Unter den Naturgefahren richtet sich das Augenmerk wegen der damit verbundenen wirtschaftlichen Schäden, aber auch Verlusten an Menschenleben zunehmend insbesondere auf die Hangrutschungen. Zwar spielt die Erfassung und Darstellung der Gefahrenzonen in fachspezifischen Karten eine grundlegende Rolle, um bei der Raumplanung und künftigen Infrastrukturmaßnahmen entsprechend auf die gefährdeten Gebiete hinzuweisen, ebenso die Entwicklung von Frühwarnsystemen sowie geeigneter Vorsorgemaßnahmen in den rutschgefährdeten Landesteilen, vor allem das Fehlen von Vorwarnungen möglichst in Echtzeit führt jedoch weltweit zu einem signifikanten Anstieg der Schäden.

Hangrutschungen in Verbindung mit intensiven Regenfällen während, aber auch außerhalb der Monsunzeit stellen die wichtigste Naturgefahr im zentralen Hochland von Sri Lanka dar.

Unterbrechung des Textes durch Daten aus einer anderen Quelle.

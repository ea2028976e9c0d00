//! Redis-compatible backing store for the TinyOlly storage engine.
//!
//! [`RedisBackend`] implements [`StoreBackend`](tinyolly_common_storage::StoreBackend)
//! over a `deadpool-redis` connection pool. It works against Redis and
//! Valkey servers.
//!
//! ```no_run
//! use tinyolly_common_storage::{StorageConfig, TelemetryStore};
//! use tinyolly_common_storage_redis::{RedisBackend, RedisBackendConfig};
//!
//! # async fn run() -> Result<(), Box<dyn std::error::Error>> {
//! let config = RedisBackendConfig::builder()
//!     .url("redis://localhost:6379/0")
//!     .key_prefix("tinyolly")
//!     .build()?;
//! let backend = RedisBackend::connect(config).await?;
//! let store = TelemetryStore::new(backend, StorageConfig::default())?;
//! let services = store.list_services().await?;
//! # let _ = services;
//! # Ok(())
//! # }
//! ```
//!
//! Transient failures (dropped connections, pool timeouts, a server still
//! loading its dataset) surface as retryable
//! [`StorageError`](tinyolly_common_storage::StorageError)s so the store
//! client retries them.

#![deny(unsafe_code)]

pub mod backend;
pub mod config;
pub mod error;

pub use backend::RedisBackend;
pub use config::RedisBackendConfig;
pub use error::{RedisStorageError, Result};
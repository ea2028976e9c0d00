//! Configuration for the Redis storage backend.
//!
//! [`RedisBackendConfig`] sets the server URL, connection pool bounds and an
//! optional key prefix that isolates one deployment's keys from others
//! sharing the same server.

use std::time::Duration;

use serde::{Deserialize, Serialize};

use crate::error::{RedisStorageError, Result};

/// Default maximum pool size.
const DEFAULT_POOL_SIZE: usize = 16;

/// Default time to wait for a pooled connection.
const DEFAULT_WAIT_TIMEOUT: Duration = Duration::from_secs(2);

/// Default time to establish a new connection.
const DEFAULT_CONNECT_TIMEOUT: Duration = Duration::from_secs(5);

/// Configuration for [`RedisBackend`](crate::RedisBackend).
///
/// # Example
///
/// ```
/// use tinyolly_common_storage_redis::RedisBackendConfig;
///
/// let config = RedisBackendConfig::builder()
///     .url("redis://localhost:6379/0")
///     .pool_size(32)
///     .key_prefix("tinyolly")
///     .build()?;
/// assert_eq!(config.key_prefix(), Some("tinyolly"));
/// # Ok::<(), Box<dyn std::error::Error>>(())
/// ```
#[derive(Debug, Clone, PartialEq, Eq, Serialize, Deserialize)]
#[serde(deny_unknown_fields)]
pub struct RedisBackendConfig {
    /// Server URL (`redis://` or `rediss://`).
    pub(crate) url: String,

    /// Maximum pooled connections.
    #[serde(default = "default_pool_size")]
    pub(crate) pool_size: usize,

    /// Time to wait for a free pooled connection.
    #[serde(with = "humantime_serde", default = "default_wait_timeout")]
    pub(crate) wait_timeout: Duration,

    /// Time to establish a new connection.
    #[serde(with = "humantime_serde", default = "default_connect_timeout")]
    pub(crate) connect_timeout: Duration,

    /// Prefix prepended to every key, separated by `:`.
    #[serde(default)]
    pub(crate) key_prefix: Option<String>,
}

fn default_pool_size() -> usize {
    DEFAULT_POOL_SIZE
}

fn default_wait_timeout() -> Duration {
    DEFAULT_WAIT_TIMEOUT
}

fn default_connect_timeout() -> Duration {
    DEFAULT_CONNECT_TIMEOUT
}

#[bon::bon]
impl RedisBackendConfig {
    /// Creates a new configuration, validating all fields.
    ///
    /// # Optional Fields
    ///
    /// * `pool_size` - Maximum pooled connections (default: 16).
    /// * `wait_timeout` - Wait for a pooled connection (default: 2 seconds).
    /// * `connect_timeout` - Connection establishment timeout (default: 5 seconds).
    /// * `key_prefix` - Key namespace (default: none).
    ///
    /// # Errors
    ///
    /// Returns an error if:
    /// - The URL is empty or does not use the `redis://`, `rediss://` or `unix://` scheme
    /// - `pool_size` is zero
    /// - Either timeout is zero
    /// - `key_prefix` is empty or contains glob metacharacters
    #[builder]
    pub fn new(
        #[builder(into)] url: String,
        #[builder(default = DEFAULT_POOL_SIZE)] pool_size: usize,
        #[builder(default = DEFAULT_WAIT_TIMEOUT)] wait_timeout: Duration,
        #[builder(default = DEFAULT_CONNECT_TIMEOUT)] connect_timeout: Duration,
        #[builder(into)] key_prefix: Option<String>,
    ) -> Result<Self> {
        let config = Self { url, pool_size, wait_timeout, connect_timeout, key_prefix };
        config.validate()?;
        Ok(config)
    }

    /// Checks field constraints. Run after deserializing.
    ///
    /// # Errors
    ///
    /// See [`RedisBackendConfig::new`].
    pub fn validate(&self) -> Result<()> {
        if self.url.is_empty() {
            return Err(RedisStorageError::Config("url cannot be empty".into()));
        }
        if !["redis://", "rediss://", "unix://"].iter().any(|scheme| self.url.starts_with(scheme)) {
            return Err(RedisStorageError::Config(format!("unsupported url scheme: {}", self.url)));
        }
        if self.pool_size == 0 {
            return Err(RedisStorageError::Config("pool_size must be positive".into()));
        }
        if self.wait_timeout.is_zero() || self.connect_timeout.is_zero() {
            return Err(RedisStorageError::Config("timeouts must be positive".into()));
        }
        if let Some(prefix) = &self.key_prefix {
            if prefix.is_empty() {
                return Err(RedisStorageError::Config("key_prefix cannot be empty".into()));
            }
            if prefix.contains(['*', '?', '[', ']', '\\']) {
                return Err(RedisStorageError::Config(format!(
                    "key_prefix contains glob metacharacters: {prefix}"
                )));
            }
        }
        Ok(())
    }

    /// Returns the server URL.
    #[must_use]
    pub fn url(&self) -> &str {
        &self.url
    }

    /// Returns the maximum pool size.
    #[must_use]
    pub fn pool_size(&self) -> usize {
        self.pool_size
    }

    /// Returns the pooled connection wait timeout.
    #[must_use]
    pub fn wait_timeout(&self) -> Duration {
        self.wait_timeout
    }

    /// Returns the connection establishment timeout.
    #[must_use]
    pub fn connect_timeout(&self) -> Duration {
        self.connect_timeout
    }

    /// Returns the key prefix if configured.
    #[must_use]
    pub fn key_prefix(&self) -> Option<&str> {
        self.key_prefix.as_deref()
    }
}

#[cfg(test)]
#[allow(clippy::unwrap_used, clippy::expect_used)]
mod tests {
    use rstest::rstest;

    use super::*;

    #[test]
    fn test_builder_defaults() {
        let config = RedisBackendConfig::builder().url("redis://localhost").build().unwrap();
        assert_eq!(config.pool_size(), DEFAULT_POOL_SIZE);
        assert_eq!(config.wait_timeout(), DEFAULT_WAIT_TIMEOUT);
        assert_eq!(config.connect_timeout(), DEFAULT_CONNECT_TIMEOUT);
        assert_eq!(config.key_prefix(), None);
    }

    #[rstest]
    #[case::empty_url("", 4, Some("p"))]
    #[case::bad_scheme("http://localhost", 4, None)]
    #[case::zero_pool("redis://localhost", 0, None)]
    #[case::empty_prefix("redis://localhost", 4, Some(""))]
    #[case::glob_prefix("redis://localhost", 4, Some("team*"))]
    fn test_builder_rejects(#[case] url: &str, #[case] pool_size: usize, #[case] prefix: Option<&str>) {
        let result = RedisBackendConfig::builder()
            .url(url)
            .pool_size(pool_size)
            .maybe_key_prefix(prefix)
            .build();
        assert!(matches!(result, Err(RedisStorageError::Config(_))), "{result:?}");
    }

    #[test]
    fn test_deserialize_with_humantime() {
        let config: RedisBackendConfig = serde_json::from_str(
            r#"{"url": "rediss://cache:6380", "wait_timeout": "500ms", "key_prefix": "olly"}"#,
        )
        .unwrap();
        config.validate().unwrap();
        assert_eq!(config.wait_timeout(), Duration::from_millis(500));
        assert_eq!(config.pool_size(), DEFAULT_POOL_SIZE);
        assert_eq!(config.key_prefix(), Some("olly"));
    }

    #[test]
    fn test_deserialize_rejects_unknown_fields() {
        let result = serde_json::from_str::<RedisBackendConfig>(r#"{"url": "redis://x", "pool": 3}"#);
        assert!(result.is_err());
    }
}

Ungefähr 13 000 km2, das entspricht 20% der Landesfläche, werden als rutschgefährdet eingeschätzt. Davon sind insgesamt zehn Distrikte betroffen, in denen 42% der gesamten Landesbevölkerung lebt. Ausgehend von den verfügbaren Aufzeichnungen kamen in den vergangenen 30 Jahren mehr als 775 Menschen bei größeren Hangrutschungen um ihr Leben, und über 90 000 Menschen verloren ihren gesamten Besitz. Hierbei ist vor allem auch das katastrophale Ereignis vom 17.05.2003 zu nennen, das sich insbesondere in den Distrikten Galle, Matara und Hambantota ereignete, die bis dahin überhaupt nicht als rutschgefährdet galten. An diesem einzigen Tag wurden damals 150 Menschen getötet und 855 Häuser völlig zerstört. Ursache für die auf ganz Sri Lanka seit Jahren ständig zunehmenden Schäden und Verluste ist die wegen der steigenden Bevölkerungsdichte und dem damit verbundenen Flächenverbrauch nahezu unkontrollierte Ausdehnung der besiedelten, aber auch landwirtschaftlich genutzten Gebiete. Bei deren Erschließung wurde das Problem der Hangrutschungen zumindest bislang nicht in angemessener Weise berücksichtigt. Als eine von mehreren Maßnahmen erscheint es daher auch als angebracht, für solche Gebiete geeignete Frühwarnmodelle zu entwickeln, um so wenigstens in Zukunft besser auf Rutschereignisse vorbereitet zu sein und letztlich Verluste an Menschenleben und Wirtschaftsgütern zu minimieren. Mit der vorliegenden Studie wird ein Beitrag dazu geleistet, bereits vorhandene statische und dynamische Modelle auf ihre Möglichkeiten zu überprüfen und diese zusammen zu bringen, um damit dem Ziel, einer Echtzeit-Vorhersage von durch Niederschläge ausgelöste Hangrutschungen im Distrikt Matara auf Sri Lanka näher zu kommen.